If you had read the study, you would know that many HAMAS members do not argue for an end to Israel, only an end to the occupation of Palestinian land, namely the West Bank and Gaza.

Perhaps Futile to Respond of DC 5:55PM January 06, 2009

Why don't you go to USNEWS' article Why the War in Gaza Broke Out Now and look up the comments of Ms. Rotem from Israel? She offers the Israeli side of the story and she even talks about comparing this campaign to the Holocaust.

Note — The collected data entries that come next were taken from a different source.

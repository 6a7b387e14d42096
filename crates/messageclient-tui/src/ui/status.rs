//! Status bar
//!
//! Connection status and the latest diagnostic.

use messageclient_app::{App, ConnectionState};
use ratatui::{
    Frame,
    layout::Rect,
    style::{Color, Modifier, Style},
    text::{Line, Span},
    widgets::Paragraph,
};

/// Render the status bar.
pub fn render(frame: &mut Frame, app: &App, area: Rect) {
    let connection_status = match app.connection_state() {
        ConnectionState::Disconnected => {
            Span::styled("Disconnected", Style::default().fg(Color::Red))
        },
        ConnectionState::Connected { address } => Span::styled(
            format!("Connected to {address}"),
            Style::default().fg(Color::Green).add_modifier(Modifier::BOLD),
        ),
        ConnectionState::Closed => {
            Span::styled("Connection closed", Style::default().fg(Color::Yellow))
        },
    };

    let diagnostic =
        app.status_message().map_or_else(String::new, |message| format!(" | {message}"));

    let status_line = Line::from(vec![
        Span::raw(" "),
        connection_status,
        Span::styled(diagnostic, Style::default().fg(Color::Gray)),
    ]);

    let paragraph =
        Paragraph::new(status_line).style(Style::default().bg(Color::DarkGray).fg(Color::White));

    frame.render_widget(paragraph, area);
}
//! Transcript view
//!
//! Append-only text region with the newest content pinned into view.

use messageclient_app::App;
use ratatui::{
    Frame,
    layout::Rect,
    text::Line,
    widgets::{Block, Borders, List, ListItem},
};

const BORDER_SIZE: u16 = 2;

/// Render the transcript area.
pub fn render(frame: &mut Frame, app: &App, area: Rect) {
    let block = Block::default().borders(Borders::ALL).title(" MessageClient ");

    let items: Vec<ListItem> = app
        .transcript()
        .as_str()
        .lines()
        .map(|line| ListItem::new(Line::from(line.to_owned())))
        .collect();

    // Keep the tail visible: drop lines that scrolled past the top.
    let visible_height = area.height.saturating_sub(BORDER_SIZE) as usize;
    let skip = items.len().saturating_sub(visible_height);
    let visible_items: Vec<_> = items.into_iter().skip(skip).collect();

    let list = List::new(visible_items).block(block);
    frame.render_widget(list, area);
}
//! Async runtime
//!
//! Event loop that owns the terminal and the application state: the single
//! place where widgets are mutated. `tokio::select!` multiplexes terminal
//! input with notices posted by client-owned tasks; each drain pulls the
//! queued messages into the transcript in FIFO order.

use std::{
    io::{self, Stdout, stdout},
    sync::Arc,
};

use crossterm::{
    ExecutableCommand,
    event::{Event, EventStream, KeyCode, KeyEventKind},
    terminal::{EnterAlternateScreen, LeaveAlternateScreen, disable_raw_mode, enable_raw_mode},
};
use futures::StreamExt;
use messageclient_api::SharedClient;
use messageclient_app::{App, AppAction, AppEvent, KeyInput, MessageQueue, UiNotice};
use ratatui::{Terminal, backend::CrosstermBackend};
use thiserror::Error;
use tokio::sync::mpsc;

use crate::ui;

/// Runtime errors.
#[derive(Debug, Error)]
pub enum RuntimeError {
    /// I/O error from terminal operations.
    #[error("I/O error: {0}")]
    Io(#[from] io::Error),
}

/// Window shell: terminal, app state, and the receiving end of the UI
/// dispatcher.
pub struct Runtime {
    terminal: Terminal<CrosstermBackend<Stdout>>,
    app: App,
    queue: Arc<MessageQueue>,
    client: SharedClient,
    notices: mpsc::UnboundedReceiver<UiNotice>,
}

impl Runtime {
    /// Take over the terminal and build the shell around `client`.
    pub fn new(
        client: SharedClient,
        queue: Arc<MessageQueue>,
        notices: mpsc::UnboundedReceiver<UiNotice>,
    ) -> Result<Self, RuntimeError> {
        enable_raw_mode()?;
        stdout().execute(EnterAlternateScreen)?;

        let backend = CrosstermBackend::new(stdout());
        let terminal = Terminal::new(backend)?;

        Ok(Self { terminal, app: App::new(), queue, client, notices })
    }

    /// Run the main event loop until the user closes the window.
    pub async fn run(mut self) -> Result<(), RuntimeError> {
        self.render()?;

        let mut event_stream = EventStream::new();
        let mut notices_open = true;

        loop {
            let actions = tokio::select! {
                maybe_event = event_stream.next() => match maybe_event {
                    Some(Ok(event)) => self.handle_terminal_event(event),
                    Some(Err(e)) => return Err(RuntimeError::Io(e)),
                    None => break,
                },
                maybe_notice = self.notices.recv(), if notices_open => match maybe_notice {
                    Some(notice) => self.handle_notice(notice),
                    None => {
                        notices_open = false;
                        vec![]
                    },
                },
            };

            if self.process_actions(actions)? {
                break;
            }
        }

        Ok(())
    }

    /// Translate a terminal event into app events.
    fn handle_terminal_event(&mut self, event: Event) -> Vec<AppAction> {
        match event {
            Event::Key(key) if key.kind == KeyEventKind::Press => match convert_key(key.code) {
                Some(key_input) => self.app.handle(AppEvent::Key(key_input)),
                None => vec![],
            },
            Event::Resize(cols, rows) => self.app.handle(AppEvent::Resize(cols, rows)),
            _ => vec![],
        }
    }

    /// Execute one posted notice on the UI task.
    fn handle_notice(&mut self, notice: UiNotice) -> Vec<AppAction> {
        match notice {
            UiNotice::Drain => {
                let mut actions = Vec::new();
                for message in self.queue.drain_available() {
                    actions.extend(self.app.handle(AppEvent::Message(message)));
                }
                actions
            },
            UiNotice::ConnectionStarted { address } => {
                self.app.handle(AppEvent::ConnectionStarted { address })
            },
            UiNotice::ConnectionClosed => self.app.handle(AppEvent::ConnectionClosed),
        }
    }

    /// Execute actions from the app. Returns `true` when quitting.
    fn process_actions(&mut self, actions: Vec<AppAction>) -> Result<bool, RuntimeError> {
        for action in actions {
            match action {
                AppAction::Render => self.render()?,
                AppAction::Quit => {
                    close_current_client(&self.client);
                    return Ok(true);
                },
                AppAction::Send { line } => {
                    if let Err(e) = self.client.get().send_message(&line) {
                        tracing::error!(error = %e, "failed to send message");
                        let actions =
                            self.app.handle(AppEvent::SendFailed { error: e.to_string() });
                        // Only renders come back from a send failure.
                        for action in actions {
                            if action == AppAction::Render {
                                self.render()?;
                            }
                        }
                    }
                },
            }
        }
        Ok(false)
    }

    /// Render the UI.
    fn render(&mut self) -> Result<(), RuntimeError> {
        self.terminal.draw(|frame| {
            ui::render(frame, &self.app);
        })?;
        Ok(())
    }
}

impl Drop for Runtime {
    fn drop(&mut self) {
        let _ = disable_raw_mode();
        let _ = stdout().execute(LeaveAlternateScreen);
    }
}

/// Convert crossterm `KeyCode` to `KeyInput`.
fn convert_key(code: KeyCode) -> Option<KeyInput> {
    match code {
        KeyCode::Char(c) => Some(KeyInput::Char(c)),
        KeyCode::Enter => Some(KeyInput::Enter),
        KeyCode::Backspace => Some(KeyInput::Backspace),
        KeyCode::Delete => Some(KeyInput::Delete),
        KeyCode::Esc => Some(KeyInput::Esc),
        KeyCode::Left => Some(KeyInput::Left),
        KeyCode::Right => Some(KeyInput::Right),
        KeyCode::Up => Some(KeyInput::Up),
        KeyCode::Down => Some(KeyInput::Down),
        KeyCode::Home => Some(KeyInput::Home),
        KeyCode::End => Some(KeyInput::End),
        _ => None,
    }
}

/// Close the window's current client, reporting (not propagating) failure.
pub fn close_current_client(client: &SharedClient) {
    if let Err(e) = client.get().close() {
        tracing::error!(error = %e, "failed to close connection");
    }
}
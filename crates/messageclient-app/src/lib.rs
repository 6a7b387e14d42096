//! Application layer for MessageClient
//!
//! Pure state machine plus the thread-safe plumbing that feeds it: the
//! inbound message queue, the UI dispatcher channel, and the observer
//! adapter that client transports call into from their own tasks. All
//! widget mutation happens on the single UI task that drains the queue;
//! producers only enqueue and post.
//!
//! # Components
//!
//! - [`App`]: UI state machine (transcript, input line, window state)
//! - [`MessageQueue`]: unbounded FIFO between producers and the UI task
//! - [`UiSender`]: "run this on the UI task" primitive
//! - [`WindowObserver`]: the [`messageclient_api::MessageObserver`] a
//!   window registers with its client

#![forbid(unsafe_code)]
#![deny(missing_docs)]

mod action;
mod app;
mod command;
mod dispatch;
mod event;
mod input;
mod observer;
mod queue;
mod state;
mod transcript;

pub use action::AppAction;
pub use app::App;
pub use command::Command;
pub use dispatch::{UiNotice, UiSender, ui_channel};
pub use event::AppEvent;
pub use input::KeyInput;
pub use observer::WindowObserver;
pub use queue::MessageQueue;
pub use state::ConnectionState;
pub use transcript::Transcript;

You'll find that the Palestinians are not the only ones hurting right now. Also, try doing some of your own research about this issue.

Dr. Shade of NC 2:50PM January 04, 2009

Holocaust is the genocidal crime against people based on their ethnicity. This genocide could be perpetrated through different means such as poison gas, guns, tanks, air raids, biological warfare, economical siege, starvation, destruction of vital natural resources, eviction into desert, and deprivation of basic vital materials among others, to produce the same result; mass deaths. For the last sixty years Palestinians have been suffering from all these methods in a deliberate programmed holocaust. The perpetrators are not Nazis, but those who claim to be survivors, and their descendents, of Nazi-caused holocaust; Zionist Jewish Israelis.